Raw data:
★ ★ ★
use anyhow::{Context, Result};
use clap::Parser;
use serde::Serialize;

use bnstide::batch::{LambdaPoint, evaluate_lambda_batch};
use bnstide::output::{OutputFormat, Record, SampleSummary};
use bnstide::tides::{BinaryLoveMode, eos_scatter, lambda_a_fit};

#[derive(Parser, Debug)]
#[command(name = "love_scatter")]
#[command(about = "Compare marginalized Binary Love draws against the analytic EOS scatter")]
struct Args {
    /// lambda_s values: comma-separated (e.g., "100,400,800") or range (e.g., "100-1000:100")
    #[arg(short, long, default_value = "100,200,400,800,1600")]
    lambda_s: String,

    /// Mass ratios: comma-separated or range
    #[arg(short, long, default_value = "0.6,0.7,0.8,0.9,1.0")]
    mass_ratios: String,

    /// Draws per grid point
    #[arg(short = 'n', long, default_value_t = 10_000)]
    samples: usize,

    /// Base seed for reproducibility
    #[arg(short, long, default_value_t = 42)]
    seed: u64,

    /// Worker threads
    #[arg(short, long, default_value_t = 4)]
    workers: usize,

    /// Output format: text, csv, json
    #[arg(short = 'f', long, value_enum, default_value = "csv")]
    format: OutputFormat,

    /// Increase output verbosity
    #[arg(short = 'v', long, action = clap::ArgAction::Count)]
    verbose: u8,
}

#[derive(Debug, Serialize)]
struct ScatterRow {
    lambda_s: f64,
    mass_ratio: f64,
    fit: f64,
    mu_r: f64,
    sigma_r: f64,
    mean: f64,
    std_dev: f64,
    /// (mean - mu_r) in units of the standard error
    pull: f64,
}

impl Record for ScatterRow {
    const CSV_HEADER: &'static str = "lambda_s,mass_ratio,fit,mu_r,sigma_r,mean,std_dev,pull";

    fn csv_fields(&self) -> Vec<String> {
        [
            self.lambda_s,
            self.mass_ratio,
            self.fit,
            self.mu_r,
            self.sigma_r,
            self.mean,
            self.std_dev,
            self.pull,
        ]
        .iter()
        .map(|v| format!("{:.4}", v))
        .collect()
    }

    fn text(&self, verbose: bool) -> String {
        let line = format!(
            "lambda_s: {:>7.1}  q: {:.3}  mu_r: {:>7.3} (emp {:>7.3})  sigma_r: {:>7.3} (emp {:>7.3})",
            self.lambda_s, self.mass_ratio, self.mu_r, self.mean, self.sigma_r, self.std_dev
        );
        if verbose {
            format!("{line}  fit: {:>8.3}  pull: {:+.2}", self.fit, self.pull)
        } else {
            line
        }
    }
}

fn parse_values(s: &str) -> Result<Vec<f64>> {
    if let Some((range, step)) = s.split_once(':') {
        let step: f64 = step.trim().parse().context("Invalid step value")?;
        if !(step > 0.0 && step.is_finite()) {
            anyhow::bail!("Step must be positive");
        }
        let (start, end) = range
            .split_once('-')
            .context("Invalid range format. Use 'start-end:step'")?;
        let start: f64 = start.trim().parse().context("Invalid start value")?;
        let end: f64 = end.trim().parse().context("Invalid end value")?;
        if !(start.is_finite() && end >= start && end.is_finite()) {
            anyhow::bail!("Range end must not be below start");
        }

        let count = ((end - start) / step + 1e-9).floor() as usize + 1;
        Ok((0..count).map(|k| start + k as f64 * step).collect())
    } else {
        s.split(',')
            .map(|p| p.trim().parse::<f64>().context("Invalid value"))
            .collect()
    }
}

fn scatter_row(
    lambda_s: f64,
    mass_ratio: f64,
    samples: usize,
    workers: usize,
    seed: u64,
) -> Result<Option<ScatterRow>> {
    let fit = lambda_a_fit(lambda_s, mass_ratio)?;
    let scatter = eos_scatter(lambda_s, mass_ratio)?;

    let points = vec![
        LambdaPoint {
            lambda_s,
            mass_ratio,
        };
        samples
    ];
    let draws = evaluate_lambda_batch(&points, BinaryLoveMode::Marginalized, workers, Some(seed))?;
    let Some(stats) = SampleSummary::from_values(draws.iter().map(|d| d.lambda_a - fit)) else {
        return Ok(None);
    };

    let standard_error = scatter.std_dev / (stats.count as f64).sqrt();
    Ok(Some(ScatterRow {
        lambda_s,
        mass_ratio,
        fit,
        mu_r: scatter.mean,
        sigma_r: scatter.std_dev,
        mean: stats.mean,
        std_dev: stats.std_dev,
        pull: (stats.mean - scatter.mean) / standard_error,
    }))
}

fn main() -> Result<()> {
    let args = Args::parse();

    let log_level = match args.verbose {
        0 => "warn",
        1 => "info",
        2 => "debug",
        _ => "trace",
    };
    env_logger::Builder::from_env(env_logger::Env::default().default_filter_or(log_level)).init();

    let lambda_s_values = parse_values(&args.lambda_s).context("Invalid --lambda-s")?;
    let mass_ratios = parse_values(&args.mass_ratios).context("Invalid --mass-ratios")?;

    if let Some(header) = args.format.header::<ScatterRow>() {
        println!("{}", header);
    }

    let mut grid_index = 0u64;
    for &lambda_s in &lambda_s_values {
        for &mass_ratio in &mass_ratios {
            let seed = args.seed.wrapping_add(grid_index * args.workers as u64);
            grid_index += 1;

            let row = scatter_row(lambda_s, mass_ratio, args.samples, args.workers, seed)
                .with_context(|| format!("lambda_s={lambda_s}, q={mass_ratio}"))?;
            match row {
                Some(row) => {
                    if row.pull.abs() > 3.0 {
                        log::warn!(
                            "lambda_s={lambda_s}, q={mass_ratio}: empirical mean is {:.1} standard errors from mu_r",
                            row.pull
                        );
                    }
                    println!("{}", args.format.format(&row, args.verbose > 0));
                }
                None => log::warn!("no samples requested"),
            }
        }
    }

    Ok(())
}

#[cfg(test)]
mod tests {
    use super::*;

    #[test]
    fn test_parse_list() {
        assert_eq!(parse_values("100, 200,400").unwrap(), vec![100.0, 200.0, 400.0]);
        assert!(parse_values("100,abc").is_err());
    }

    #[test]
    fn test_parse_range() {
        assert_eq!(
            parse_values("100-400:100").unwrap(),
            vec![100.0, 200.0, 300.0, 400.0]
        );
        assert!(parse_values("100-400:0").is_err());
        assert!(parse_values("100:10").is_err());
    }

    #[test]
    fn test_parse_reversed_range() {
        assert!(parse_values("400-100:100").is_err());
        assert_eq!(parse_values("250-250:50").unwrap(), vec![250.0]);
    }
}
★ ★ ★
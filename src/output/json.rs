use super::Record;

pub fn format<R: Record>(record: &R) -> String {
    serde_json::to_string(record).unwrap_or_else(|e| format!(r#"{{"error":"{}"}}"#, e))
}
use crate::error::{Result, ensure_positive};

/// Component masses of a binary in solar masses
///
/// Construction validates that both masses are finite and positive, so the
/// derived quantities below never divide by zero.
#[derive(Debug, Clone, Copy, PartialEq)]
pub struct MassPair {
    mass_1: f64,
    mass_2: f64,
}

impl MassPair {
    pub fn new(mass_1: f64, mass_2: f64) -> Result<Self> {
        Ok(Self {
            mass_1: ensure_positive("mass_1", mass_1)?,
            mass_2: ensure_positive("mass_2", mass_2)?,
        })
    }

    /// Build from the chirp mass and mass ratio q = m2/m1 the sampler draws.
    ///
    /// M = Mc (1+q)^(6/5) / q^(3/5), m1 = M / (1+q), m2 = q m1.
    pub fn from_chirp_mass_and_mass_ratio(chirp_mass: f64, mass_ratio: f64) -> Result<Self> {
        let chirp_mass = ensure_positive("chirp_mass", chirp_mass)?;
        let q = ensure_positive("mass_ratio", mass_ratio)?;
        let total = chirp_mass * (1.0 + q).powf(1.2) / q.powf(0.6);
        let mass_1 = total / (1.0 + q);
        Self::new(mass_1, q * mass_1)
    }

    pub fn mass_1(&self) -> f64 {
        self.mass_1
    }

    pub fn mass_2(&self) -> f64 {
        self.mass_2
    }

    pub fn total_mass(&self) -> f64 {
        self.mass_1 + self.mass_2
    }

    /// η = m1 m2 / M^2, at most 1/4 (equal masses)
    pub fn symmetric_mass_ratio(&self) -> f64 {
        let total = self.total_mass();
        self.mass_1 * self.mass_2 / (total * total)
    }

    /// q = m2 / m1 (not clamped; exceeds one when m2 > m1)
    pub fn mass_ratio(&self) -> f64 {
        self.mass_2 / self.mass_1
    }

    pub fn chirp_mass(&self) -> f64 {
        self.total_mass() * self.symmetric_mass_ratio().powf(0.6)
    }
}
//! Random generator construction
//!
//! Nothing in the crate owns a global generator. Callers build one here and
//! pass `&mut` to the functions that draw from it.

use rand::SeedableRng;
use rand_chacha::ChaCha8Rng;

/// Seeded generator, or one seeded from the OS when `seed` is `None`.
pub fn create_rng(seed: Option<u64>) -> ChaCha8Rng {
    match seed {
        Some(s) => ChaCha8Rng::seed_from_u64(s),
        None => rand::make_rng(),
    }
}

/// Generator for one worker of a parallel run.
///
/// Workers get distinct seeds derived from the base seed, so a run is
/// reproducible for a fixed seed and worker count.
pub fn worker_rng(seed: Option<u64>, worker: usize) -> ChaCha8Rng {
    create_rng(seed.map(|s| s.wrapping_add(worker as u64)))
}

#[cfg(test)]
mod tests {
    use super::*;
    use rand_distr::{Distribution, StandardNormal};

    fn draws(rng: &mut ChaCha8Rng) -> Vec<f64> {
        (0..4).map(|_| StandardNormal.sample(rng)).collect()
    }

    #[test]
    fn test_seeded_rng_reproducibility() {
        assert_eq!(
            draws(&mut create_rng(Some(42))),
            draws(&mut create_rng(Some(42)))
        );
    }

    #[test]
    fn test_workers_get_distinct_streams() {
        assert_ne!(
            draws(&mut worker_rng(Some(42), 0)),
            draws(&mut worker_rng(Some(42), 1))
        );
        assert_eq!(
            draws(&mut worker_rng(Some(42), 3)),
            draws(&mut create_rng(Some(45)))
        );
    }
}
★ ★ ★
Activity:
The answer must consist of every line above that contains the word "OutputFormat".

Completed task:
use bnstide::output::{OutputFormat, Record, SampleSummary};
    format: OutputFormat,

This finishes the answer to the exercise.